» **What needs to be done**
Counting task for the entries below: give the number of lines that contain the word "GraphStats", with no other text.

» **Information given**
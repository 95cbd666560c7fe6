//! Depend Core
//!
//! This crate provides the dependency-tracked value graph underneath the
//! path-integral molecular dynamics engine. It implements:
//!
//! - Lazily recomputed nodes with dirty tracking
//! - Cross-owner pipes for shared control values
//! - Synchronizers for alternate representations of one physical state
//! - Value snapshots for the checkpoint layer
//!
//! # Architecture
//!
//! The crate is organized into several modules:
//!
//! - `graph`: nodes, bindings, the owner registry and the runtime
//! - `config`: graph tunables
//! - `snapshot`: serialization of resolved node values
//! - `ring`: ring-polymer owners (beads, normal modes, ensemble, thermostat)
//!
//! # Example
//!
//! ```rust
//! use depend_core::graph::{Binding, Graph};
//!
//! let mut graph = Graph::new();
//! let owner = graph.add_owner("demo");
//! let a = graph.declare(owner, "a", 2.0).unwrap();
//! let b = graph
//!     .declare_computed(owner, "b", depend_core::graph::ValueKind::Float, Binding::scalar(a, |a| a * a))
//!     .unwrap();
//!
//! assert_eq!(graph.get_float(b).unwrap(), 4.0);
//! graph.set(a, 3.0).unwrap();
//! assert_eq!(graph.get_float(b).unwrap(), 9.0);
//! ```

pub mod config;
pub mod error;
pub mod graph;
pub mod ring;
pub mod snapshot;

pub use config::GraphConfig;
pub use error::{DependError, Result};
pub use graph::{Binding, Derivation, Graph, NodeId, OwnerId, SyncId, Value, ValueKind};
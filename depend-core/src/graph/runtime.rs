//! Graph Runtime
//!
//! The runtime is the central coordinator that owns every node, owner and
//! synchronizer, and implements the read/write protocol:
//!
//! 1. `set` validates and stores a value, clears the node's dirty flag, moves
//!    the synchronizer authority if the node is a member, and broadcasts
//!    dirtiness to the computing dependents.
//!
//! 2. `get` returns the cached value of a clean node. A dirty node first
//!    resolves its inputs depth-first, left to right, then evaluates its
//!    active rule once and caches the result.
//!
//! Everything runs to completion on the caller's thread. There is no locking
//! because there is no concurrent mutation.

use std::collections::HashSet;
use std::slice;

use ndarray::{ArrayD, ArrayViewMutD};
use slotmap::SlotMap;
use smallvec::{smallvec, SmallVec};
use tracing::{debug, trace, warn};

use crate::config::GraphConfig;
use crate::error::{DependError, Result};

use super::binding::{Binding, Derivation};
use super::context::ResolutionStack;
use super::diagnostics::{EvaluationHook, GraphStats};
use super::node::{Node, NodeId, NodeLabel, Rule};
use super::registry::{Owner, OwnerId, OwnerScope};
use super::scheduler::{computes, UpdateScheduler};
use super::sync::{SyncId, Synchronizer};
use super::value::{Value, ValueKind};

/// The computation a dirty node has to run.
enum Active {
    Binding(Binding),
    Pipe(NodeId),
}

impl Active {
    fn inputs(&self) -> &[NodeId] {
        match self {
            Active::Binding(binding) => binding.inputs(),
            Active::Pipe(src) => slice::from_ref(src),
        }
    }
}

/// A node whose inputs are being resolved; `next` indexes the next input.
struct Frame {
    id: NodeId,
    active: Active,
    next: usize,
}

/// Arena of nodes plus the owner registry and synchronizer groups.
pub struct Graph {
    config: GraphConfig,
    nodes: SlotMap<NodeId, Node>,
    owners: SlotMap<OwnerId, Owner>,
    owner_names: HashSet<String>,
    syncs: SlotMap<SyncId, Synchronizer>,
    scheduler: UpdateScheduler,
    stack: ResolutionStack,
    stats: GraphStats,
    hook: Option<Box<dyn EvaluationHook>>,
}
...
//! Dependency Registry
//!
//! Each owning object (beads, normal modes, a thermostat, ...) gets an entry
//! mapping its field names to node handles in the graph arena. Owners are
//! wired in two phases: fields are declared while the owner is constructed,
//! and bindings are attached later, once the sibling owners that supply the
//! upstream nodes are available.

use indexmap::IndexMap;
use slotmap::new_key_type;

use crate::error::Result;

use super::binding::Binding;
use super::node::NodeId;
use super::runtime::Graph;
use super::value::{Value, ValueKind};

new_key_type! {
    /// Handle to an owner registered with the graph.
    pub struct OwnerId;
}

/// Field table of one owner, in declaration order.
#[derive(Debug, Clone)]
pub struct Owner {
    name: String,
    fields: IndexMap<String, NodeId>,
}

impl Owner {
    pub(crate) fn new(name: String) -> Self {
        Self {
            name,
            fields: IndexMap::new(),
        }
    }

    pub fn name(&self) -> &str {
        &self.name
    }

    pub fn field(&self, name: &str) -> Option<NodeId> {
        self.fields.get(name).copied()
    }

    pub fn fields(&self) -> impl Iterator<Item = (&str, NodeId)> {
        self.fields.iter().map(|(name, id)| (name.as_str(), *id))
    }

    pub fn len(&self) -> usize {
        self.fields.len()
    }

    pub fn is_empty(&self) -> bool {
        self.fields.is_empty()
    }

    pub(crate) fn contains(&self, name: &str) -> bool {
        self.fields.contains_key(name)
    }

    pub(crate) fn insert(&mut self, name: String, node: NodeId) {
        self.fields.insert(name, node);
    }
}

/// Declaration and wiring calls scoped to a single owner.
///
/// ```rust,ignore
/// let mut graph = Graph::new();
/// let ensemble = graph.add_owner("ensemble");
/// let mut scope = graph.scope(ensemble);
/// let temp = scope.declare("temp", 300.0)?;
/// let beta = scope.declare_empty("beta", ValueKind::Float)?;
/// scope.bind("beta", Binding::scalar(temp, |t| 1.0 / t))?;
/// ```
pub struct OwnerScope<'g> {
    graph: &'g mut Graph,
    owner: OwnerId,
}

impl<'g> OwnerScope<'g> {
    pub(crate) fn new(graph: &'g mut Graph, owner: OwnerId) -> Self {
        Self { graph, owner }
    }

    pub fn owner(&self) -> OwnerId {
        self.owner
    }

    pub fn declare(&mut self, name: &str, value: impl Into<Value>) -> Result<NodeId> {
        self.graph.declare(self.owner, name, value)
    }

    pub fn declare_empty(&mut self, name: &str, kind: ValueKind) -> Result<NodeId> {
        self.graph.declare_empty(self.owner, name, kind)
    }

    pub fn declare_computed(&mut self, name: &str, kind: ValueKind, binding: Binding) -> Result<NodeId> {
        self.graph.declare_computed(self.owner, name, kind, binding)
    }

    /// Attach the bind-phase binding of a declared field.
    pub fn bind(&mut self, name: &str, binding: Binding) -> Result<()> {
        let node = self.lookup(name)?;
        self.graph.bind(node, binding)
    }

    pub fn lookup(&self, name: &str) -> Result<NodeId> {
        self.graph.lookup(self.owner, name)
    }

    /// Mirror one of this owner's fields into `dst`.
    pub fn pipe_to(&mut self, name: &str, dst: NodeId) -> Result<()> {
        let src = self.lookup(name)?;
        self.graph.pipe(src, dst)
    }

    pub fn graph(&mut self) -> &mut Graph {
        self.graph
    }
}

» **Answer to this exercise**
2